A software developer is much better paid than toilet paper. Or bathroom tissue, for that matter
Phil Nash
I think this is a common misconception IMHO. I believe they cover different scopes, there was a great article on this.. somewhere...
I believe the comparison should be between a bathroom and toilet paper. As stated throughout this post, programming is just one aspect of software development just as toilet paper is one aspect of a bathroom.
Yeah, but my titles have jumped all over the place while I did essentially the same thing for different companies.
David Thornley
+27  A: 

I call myself software developer, because programming is only part of my job. Actually I spend most of the time figuring out what needs to be programmed.

Joonas Pulakka
+12  A: 

Programmer is what you think you are, Software Developer is what an employment agency thinks you are.

+8  A: 

I suspect the distinction is made to emphasize the "industrial engineering" aspect of the trade.

A programmer... programs, but a software developer should also register his actions within an "industrial" process (made of well-defined, easily repeated or reproducible steps) like:

  • manage his code in VCS
  • have several environments for:
    • developing the current version
    • debugging the previous one into production
    • integrating in advance some new library for a next future version
  • check that code against a continuous integration process

and so on.

In short, a software developer thinks of his activity as part of a larger organization, whereas a programmer could just think of his code ;)

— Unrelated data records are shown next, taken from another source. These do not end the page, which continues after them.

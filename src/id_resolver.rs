use anyhow::{Result, anyhow};

use crate::inventory::{Inventory, id_from_page_number};

#[derive(Debug, Clone, PartialEq, Eq)]
pub struct Resolution {
    pub id: String,
    /// The page's base image was already used and is being attached again.
    pub reused: bool,
}

/// Picks the image for an illustration found on `scan_page`.
///
/// Candidates are `i_<page>`, then `i_<page>a` through `i_<page>z`; the first
/// unused one wins. When every candidate is taken the base image is reused.
pub fn resolve(scan_page: Option<&str>, inventory: &Inventory) -> Result<Resolution> {
    let page = scan_page
        .ok_or_else(|| anyhow!("illustration found before any scan page marker"))?;
    let base = id_from_page_number(page);

    if is_unused(&base, inventory) {
        return Ok(Resolution {
            id: base,
            reused: false,
        });
    }
    for letter in b'a'..=b'z' {
        let candidate = format!("{}{}", base, letter as char);
        if is_unused(&candidate, inventory) {
            return Ok(Resolution {
                id: candidate,
                reused: false,
            });
        }
    }
    if inventory.contains(&base) {
        return Ok(Resolution {
            id: base,
            reused: true,
        });
    }
    Err(anyhow!(
        "no image file for illustration located on scan page {} (expected {} or {}a..{}z)",
        page,
        base,
        base,
        base
    ))
}

fn is_unused(id: &str, inventory: &Inventory) -> bool {
    inventory
        .get(id)
        .map(|asset| asset.usage_count == 0)
        .unwrap_or(false)
}
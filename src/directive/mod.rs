//! `.il` / `.ca` illustration directives.

mod params;
mod parser;
mod serializer;

pub use params::Params;
pub use parser::{LineKind, classify, parse_directives, parse_params};
pub use serializer::{PRIORITY_KEYS, format_value, serialize};

use std::ops::Range;

pub const DIRECTIVE_MARKER: &str = ".il";
pub const CAPTION_MARKER: &str = ".ca";
pub const CAPTION_END_MARKER: &str = ".ca-";

#[derive(Debug, Clone, PartialEq, Eq)]
pub enum Caption {
    None,
    Line(String),
    Block(Vec<String>),
}

impl Caption {
    /// Builds the caption form for a list of caption text lines.
    pub fn from_lines(lines: Vec<String>) -> Self {
        match lines.len() {
            0 => Caption::None,
            1 if lines[0].is_empty() => Caption::None,
            1 => Caption::Line(lines.into_iter().next().unwrap_or_default()),
            _ => Caption::Block(lines),
        }
    }

    /// Renders the caption as directive lines.
    pub fn to_directive_lines(&self) -> Vec<String> {
        match self {
            Caption::None => Vec::new(),
            Caption::Line(text) => vec![format!("{} {}", CAPTION_MARKER, text)],
            Caption::Block(lines) => {
                let mut out = Vec::with_capacity(lines.len() + 2);
                out.push(CAPTION_MARKER.to_string());
                out.extend(lines.iter().cloned());
                out.push(CAPTION_END_MARKER.to_string());
                out
            }
        }
    }
}

#[derive(Debug, Clone, PartialEq, Eq)]
pub struct Directive {
    /// `fn` with its extension stripped.
    pub id: String,
    pub params: Params,
    pub caption: Caption,
    /// Half-open buffer range covering the `.il` line and any caption lines.
    pub line_span: Range<usize>,
    pub scan_page: Option<String>,
}

impl Directive {
    pub fn file_name(&self) -> &str {
        self.params.get("fn").unwrap_or_default()
    }

    pub fn start_line(&self) -> usize {
        self.line_span.start
    }
}
//! Error types for the gridrun engine.
//!
//! The error surface is deliberately narrow: per-entity resolution
//! failures (blocked move, dangling portal pair, missing position) are
//! normal simulation outcomes and resolve silently to no-ops. Only
//! whole-simulation setup problems are surfaced to the caller.

use std::error::Error;
use std::fmt;

/// Errors from the step pipeline.
///
/// The pipeline has exactly one hard failure: a state with no agent is
/// un-steppable. Everything else is a silent no-op.
#[derive(Clone, Debug, PartialEq, Eq)]
pub enum StepError {
    /// The state contains no agent entity.
    NoAgent,
}

impl fmt::Display for StepError {
    fn fmt(&self, f: &mut fmt::Formatter<'_>) -> fmt::Result {
        match self {
            Self::NoAgent => write!(f, "state contains no agent"),
        }
    }
}

impl Error for StepError {}

/// Errors from authoring-time level construction.
///
/// Reported before simulation begins; a `State` produced by a
/// successful conversion satisfies the invariants the pipeline relies
/// on (at least one agent, symmetric portal pairing).
#[derive(Clone, Debug, PartialEq, Eq)]
pub enum LevelError {
    /// Grid has a zero dimension.
    EmptyGrid {
        /// Authored width.
        width: u32,
        /// Authored height.
        height: u32,
    },
    /// An entity was placed outside the grid rectangle.
    OutOfBounds {
        /// Offending x coordinate.
        x: i32,
        /// Offending y coordinate.
        y: i32,
        /// Grid width.
        width: u32,
        /// Grid height.
        height: u32,
    },
    /// No agent entity was authored.
    NoAgent,
    /// A portal pairing tag has no partner (or more than two members).
    UnpairedPortal {
        /// The offending pairing tag.
        tag: u32,
        /// How many portals carried the tag.
        count: usize,
    },
}

impl fmt::Display for LevelError {
    fn fmt(&self, f: &mut fmt::Formatter<'_>) -> fmt::Result {
        match self {
            Self::EmptyGrid { width, height } => {
                write!(f, "grid must be non-empty, got {width}x{height}")
            }
            Self::OutOfBounds {
                x,
                y,
                width,
                height,
            } => {
                write!(f, "position ({x}, {y}) outside {width}x{height} grid")
            }
            Self::NoAgent => write!(f, "level contains no agent"),
            Self::UnpairedPortal { tag, count } => {
                write!(f, "portal tag {tag} has {count} member(s), expected exactly 2")
            }
        }
    }
}

impl Error for LevelError {}
//! Pushable displacement.

use gridrun_core::grid::{in_bounds, is_blocked_at, wrap, BlockCheck};
use gridrun_core::{EntityId, Pos, State};

/// Attempt to push whatever pushable entities sit at `dest`.
///
/// The push continues the pusher's line of motion: the pushed entities
/// land on the cell one step beyond `dest`, and the pusher takes their
/// place. Under a wrapping movement rule the landing cell wraps around
/// the grid edge.
///
/// Returns `None` when there is nothing to push, or when the landing
/// cell is off-grid, blocking, occupied by another pushable, or
/// occupied by a collidable entity. The push is atomic: on failure
/// nothing moves, and all pushables stacked at `dest` move together on
/// success.
pub fn try_push(state: &State, pusher: EntityId, dest: Pos) -> Option<State> {
    let &from = state.position.get(pusher)?;
    let targets = state.tagged_at(dest, &state.pushable);
    if targets.is_empty() {
        return None;
    }

    let dx = dest.x - from.x;
    let dy = dest.y - from.y;
    let landing = if state.move_rule.wraps() {
        wrap(state, dest.x + dx, dest.y + dy)
    } else {
        dest.offset(dx, dy)
    };
    if !in_bounds(state, landing) || is_blocked_at(state, landing, BlockCheck::PUSH_DESTINATION) {
        return None;
    }

    let mut next = state.clone();
    for id in &targets {
        next.position.insert(*id, landing);
        next.trail.record(landing, *id);
    }
    next.position.insert(pusher, dest);
    Some(next)
}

That said, the distinction is often artificial and many programmers are well-aware of the aforementioned "organization".

+7  A: 

Strongly depends on local/corporative nomenclature and on the context. I'd say "software developer" is very general and doesn't define position, while "programmer" is clearly positioned in corporative hierarchy below "analyst". In many corporations "programmer" == "coder" == "code monkey".

BTW. Wikipedia's entry sheds some light on this:

A programmer is not a software developer, software engineer, computer scientist, or software analyst. These professions typically refer to individuals possessing programming skills as well as other software engineering skills. For this reason, the term programmer is sometimes considered an insulting or derogatory oversimplification of these other professions. This has sparked much debate amongst developers, analysts, computer scientists, programmers, and outsiders who continue to be puzzled at the subtle differences in these occupations.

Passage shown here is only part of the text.